ACR, RSNA Caution FDA Against Autonomous AI in Medical Imaging

July 06, 2020 - Despite the promise of artificial intelligence in medical imaging, the FDA currently cannot ensure the safety and efficacy of automated AI in the imaging field, according to comments from the American College of Radiology (ACR) and the Radiological Society of North America (RSNA).

The organizations wrote the comments in response to the FDA’s February 2020 public workshop, the “Evolving Role of Artificial Intelligence in Radiological Imaging,” which highlighted higher risk, autonomously functioning AI.

“While we understand the desire among industry and others to swiftly advance autonomous AI, our organizations strongly believe it is premature for the FDA to consider approval or clearance of algorithms that are designed to provide autonomous image interpretation independent of physician expert confirmation and oversight because of the present inability to provide reasonable assurance of safety and effectiveness,” the entities wrote.

“To date, there is a lack of comprehensive research-based criteria for ensuring algorithms are generalizable and a considerable body of published research to suggest that they often perform poorly across heterogeneous patient populations.”

The authors noted that to date, no autonomously functioning radiology AI algorithms have gone to market. Currently, AI in radiological imaging may only be marketed as a clinical decision support tool designed to assist with specific components of an imaging specialist’s workflow.

READ MORE: RSNA Creates Medical Imaging Dataset for Machine Learning Research

The organizations pointed out that in a recent survey of its members, ACR found that only 30 percent of radiologists are using AI in their clinical practice, and many of them are using AI exclusively in research applications.

Additionally, many of these algorithms don’t account for heterogeneity or variability of imaging equipment, ACR found. The survey also showed that 93 percent of radiologists using AI said that results of using the technology were inconsistent, and 95 percent said they wouldn’t use the algorithms without physician overread.

These findings demonstrate the need for FDA to improve regulatory pathways for all healthcare AI to provide reasonable assurance of product safety and effectiveness, the authors stated.

“AI algorithms should be required by FDA to undergo testing using multi-site heterogeneous data sets to ensure a minimum level of generalizability across diverse patient populations as well as variable imaging equipment and imaging protocols,” the organizations stated.

“Additionally, the FDA should have post-market oversight mechanisms that ensure algorithms function as expected longitudinally. Imaging equipment and protocols change rapidly, and the AI algorithms have to maintain an ability to function effectively in this changing environment.”

READ MORE: One-Third of Orgs Use Artificial Intelligence in Medical Imaging

ACR and RSNA also said that rigorous post-market assessment is critical to ensure that organizations maintain patient safety. To achieve this, the entities recommended that FDA develop requirements for continuous monitoring of all algorithms used in clinical practice. Interpreting physicians should monitor the performance of the algorithms, as well as data regarding patient demographics, type of equipment, and imaging protocols.

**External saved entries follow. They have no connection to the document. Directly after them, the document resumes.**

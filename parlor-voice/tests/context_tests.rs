//! Voice context integration tests
//!
//! End-to-end speech: synthesis, `on_audio_generated`, playback and the
//! failure contract that keeps the caller's flow moving.

mod helpers;

use helpers::{spawn_mock_backend, wav_bytes, Recorder, ScriptedBackend};
use parlor_common::{Channel, Priority};
use parlor_voice::config::VoiceConfig;
use parlor_voice::error::Error;
use parlor_voice::playback::PlaybackOutcome;
use parlor_voice::synthesis::BackendDescriptor;
use parlor_voice::{SpeakOptions, SpeakOutcome, VoiceContext, VoiceParams};
use std::time::Duration;
use tokio::time::Instant;

fn context() -> VoiceContext {
    VoiceContext::new(VoiceConfig::default()).unwrap()
}

fn traced(options: SpeakOptions, recorder: &Recorder, tag: &str) -> SpeakOptions {
    let generated = recorder.clone();
    let tag_owned = tag.to_string();
    options
        .with_callbacks(recorder.callbacks(tag))
        .on_audio_generated(move |audio| {
            let what = if audio.is_some() { "some" } else { "none" };
            generated.push(format!("{}:generated:{}", tag_owned, what));
        })
}

#[tokio::test(start_paused = true)]
async fn test_speak_plays_synthesized_audio() {
    let voice = context();
    let backend = ScriptedBackend::healthy();
    voice.register_backend_with(BackendDescriptor::new("scripted", 1, ""), backend.clone());
    let recorder = Recorder::new();

    let outcome = voice
        .speak("east wind round", traced(SpeakOptions::system(Priority::SYSTEM), &recorder, "round"))
        .await
        .unwrap();

    assert_eq!(outcome, SpeakOutcome::Played(PlaybackOutcome::Completed));
    assert_eq!(
        recorder.events(),
        vec!["round:generated:some", "round:start", "round:end"]
    );
    assert_eq!(backend.synth_calls(), 1);

    let stats = voice.stats();
    assert_eq!(stats.speak_requests, 1);
    assert_eq!(stats.synthesis_failures, 0);
    assert_eq!(stats.cache.entries, 1);
}

#[tokio::test(start_paused = true)]
async fn test_all_backends_unhealthy_still_unblocks_caller() {
    let voice = context();
    for (id, priority) in [("a", 1), ("b", 2), ("c", 3)] {
        voice.register_backend_with(BackendDescriptor::new(id, priority, ""), ScriptedBackend::unhealthy());
    }
    let recorder = Recorder::new();

    let started = Instant::now();
    let outcome = voice
        .speak("anyone there", traced(SpeakOptions::participant(4, Priority::AMBIENT), &recorder, "chat"))
        .await
        .unwrap();

    assert_eq!(outcome, SpeakOutcome::NoAudio);
    assert!(started.elapsed() <= Duration::from_secs(10));

    let log = recorder.events();
    assert_eq!(log.len(), 2);
    assert_eq!(log[0], "chat:generated:none");
    assert!(log[1].starts_with("chat:error:Backend unhealthy"));
    assert_eq!(voice.stats().synthesis_failures, 1);
}

#[tokio::test(start_paused = true)]
async fn test_hanging_backends_report_timeout_to_on_error() {
    let voice = context();
    for (id, priority) in [("a", 1), ("b", 2)] {
        voice.register_backend_with(
            BackendDescriptor::new(id, priority, ""),
            ScriptedBackend::slow(Duration::from_secs(60)),
        );
    }
    let recorder = Recorder::new();

    let started = Instant::now();
    let outcome = voice
        .speak("still waiting", traced(SpeakOptions::participant(2, Priority::AMBIENT), &recorder, "late"))
        .await
        .unwrap();

    assert_eq!(outcome, SpeakOutcome::NoAudio);
    assert!(started.elapsed() <= Duration::from_millis(10_050));

    let log = recorder.events();
    assert_eq!(log.len(), 2);
    assert_eq!(log[0], "late:generated:none");
    assert!(log[1].starts_with("late:error:Synthesis timed out after"));
}

#[tokio::test]
async fn test_disabled_service_fails_fast_without_backend_calls() {
    let voice = VoiceContext::new(VoiceConfig {
        enabled: false,
        ..Default::default()
    })
    .unwrap();
    let backend = ScriptedBackend::healthy();
    voice.register_backend_with(BackendDescriptor::new("scripted", 1, ""), backend.clone());
    let recorder = Recorder::new();

    let result = voice
        .speak("hello", traced(SpeakOptions::system(Priority::SYSTEM), &recorder, "x"))
        .await;

    assert!(matches!(result, Err(Error::ServiceDisabled)));
    assert_eq!(backend.health_checks(), 0);
    assert_eq!(backend.synth_calls(), 0);
    assert!(recorder.events().is_empty());
    assert_eq!(voice.stats().speak_requests, 0);
}

#[tokio::test(start_paused = true)]
async fn test_participant_speech_uses_preferred_channel_cache_slot() {
    let voice = context();
    let backend = ScriptedBackend::healthy();
    voice.register_backend_with(BackendDescriptor::new("scripted", 1, ""), backend.clone());

    let options = || SpeakOptions::participant(9, Priority::TACTICAL);
    voice.speak("pon", options()).await.unwrap();
    voice.speak("pon", options()).await.unwrap();

    // Second request reused the cached audio
    assert_eq!(backend.synth_calls(), 1);
    assert_eq!(voice.stats().cache.hits, 1);
}

#[tokio::test(start_paused = true)]
async fn test_voice_params_reach_backend() {
    let voice = context();
    let backend = ScriptedBackend::healthy();
    voice.register_backend_with(BackendDescriptor::new("scripted", 1, ""), backend.clone());

    let params = VoiceParams {
        lang: Some("en".to_string()),
        speaker: Some("dealer".to_string()),
        speed: Some(0.9),
        volume: 0.5,
    };
    voice
        .speak("shuffle", SpeakOptions::system(Priority::SYSTEM).with_voice(params))
        .await
        .unwrap();

    let request = backend.last_request.lock().unwrap().clone().unwrap();
    assert_eq!(request.lang, "en");
    assert_eq!(request.speaker.as_deref(), Some("dealer"));
}

#[tokio::test(start_paused = true)]
async fn test_play_prerendered_bypasses_synthesis() {
    let voice = context();
    let backend = ScriptedBackend::healthy();
    voice.register_backend_with(BackendDescriptor::new("scripted", 1, ""), backend.clone());

    let outcome = voice
        .play_prerendered(wav_bytes(150), SpeakOptions::participant(1, Priority::AMBIENT))
        .await
        .unwrap();

    assert_eq!(outcome, PlaybackOutcome::Completed);
    assert_eq!(backend.synth_calls(), 0);
    assert_eq!(voice.stats().playback.meter.voices_started, 1);
}

#[tokio::test]
async fn test_ceiling_controls() {
    let voice = context();

    assert_eq!(voice.set_concurrency_ceiling(2), 2);
    // Fixed ceiling ignores participant-count updates
    assert_eq!(voice.update_total_participants(8), 2);

    // 0 switches back to the derived ceiling
    assert_eq!(voice.set_concurrency_ceiling(0), 5);
    assert_eq!(voice.update_total_participants(2), 2);
    assert_eq!(voice.stats().playback.ceiling, 2);
}

#[tokio::test]
async fn test_speak_through_http_backend() {
    let url = spawn_mock_backend("ok", wav_bytes(100)).await;
    let voice = VoiceContext::new(VoiceConfig {
        backends: vec![BackendDescriptor::new("mock", 1, url)],
        ..Default::default()
    })
    .unwrap();

    let outcome = voice
        .speak("tenpai", SpeakOptions::system(Priority::SYSTEM))
        .await
        .unwrap();
    assert_eq!(outcome, SpeakOutcome::Played(PlaybackOutcome::Completed));

    let backends = voice.pipeline().backends();
    assert_eq!(backends.len(), 1);
    assert_eq!(backends[0].descriptor.id, "mock");
}

#[tokio::test]
async fn test_stop_all_through_context() {
    let voice = context();
    voice.register_backend_with(BackendDescriptor::new("scripted", 1, ""), ScriptedBackend::healthy());

    let speaker = voice.clone();
    let long_audio = wav_bytes(5_000);
    let handle = tokio::spawn(async move {
        speaker
            .play_prerendered(long_audio, SpeakOptions::system(Priority::SYSTEM))
            .await
    });

    tokio::time::sleep(Duration::from_millis(100)).await;
    assert!(voice.engine().is_channel_active(Channel::System));
    voice.stop_all();

    assert_eq!(handle.await.unwrap().unwrap(), PlaybackOutcome::Stopped);
}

The authors also recommended that developers provide clear labeling regarding what equipment and protocols will be supported, and that developers advise that algorithm use be limited to only the devices and protocols that were studied during the validation process.

While RSNA and ACR expressed concerns about using autonomously functioning AI in identifying and ruling out specific diseases, the organizations did note that the technology could have significant clinical benefits for population health management.

Diseases with important clinical ramifications, such as pulmonary emphysema, high body mass index, and osteoporosis, and others can be identified and quantified by AI algorithms in patients undergoing imaging for other reasons, like trauma or inflammatory diseases.

The authors noted that while these conditions are often identified by the radiologists interpreting these images, the results can become buried in reports and the presence of the diseases never makes it into the patient’s medical record. With autonomous AI, this could be avoided.

“We believe that algorithms that can identify and quantify these disease processes and then transmit the information to the patient’s care team via the EHR could have significant positive impact on population health management analogous to autonomous detection of diabetic retinopathy,” the authors said.

“We believe these types of autonomously functioning AI will enhance patient care and potentially save lives if treatment can be instituted early.”

Ultimately, FDA would have to provide more rigorous testing, surveillance, and other oversight mechanisms in order to ensure the safe and effective use of autonomous AI in radiology patient care.

“Before developing pathways for the authorization of autonomously functioning AI in radiological imaging, the FDA should first wait until current AI algorithms have a broader penetrance in the marketplace so that their efficacy and safety in a ‘supervised’ manner can be documented which could then inform decision making regarding the premarket approval and post-market surveillance process requisite for autonomously functioning AI,” the authors concluded.

“If the goal of autonomous AI is to remove the physician from the image interpretation, then the public must be assured that the algorithm will be as safe and effective as the physicians it replaces, which includes the ability to incorporate available context and identify secondary findings that would typically be identified during physician interpretation.”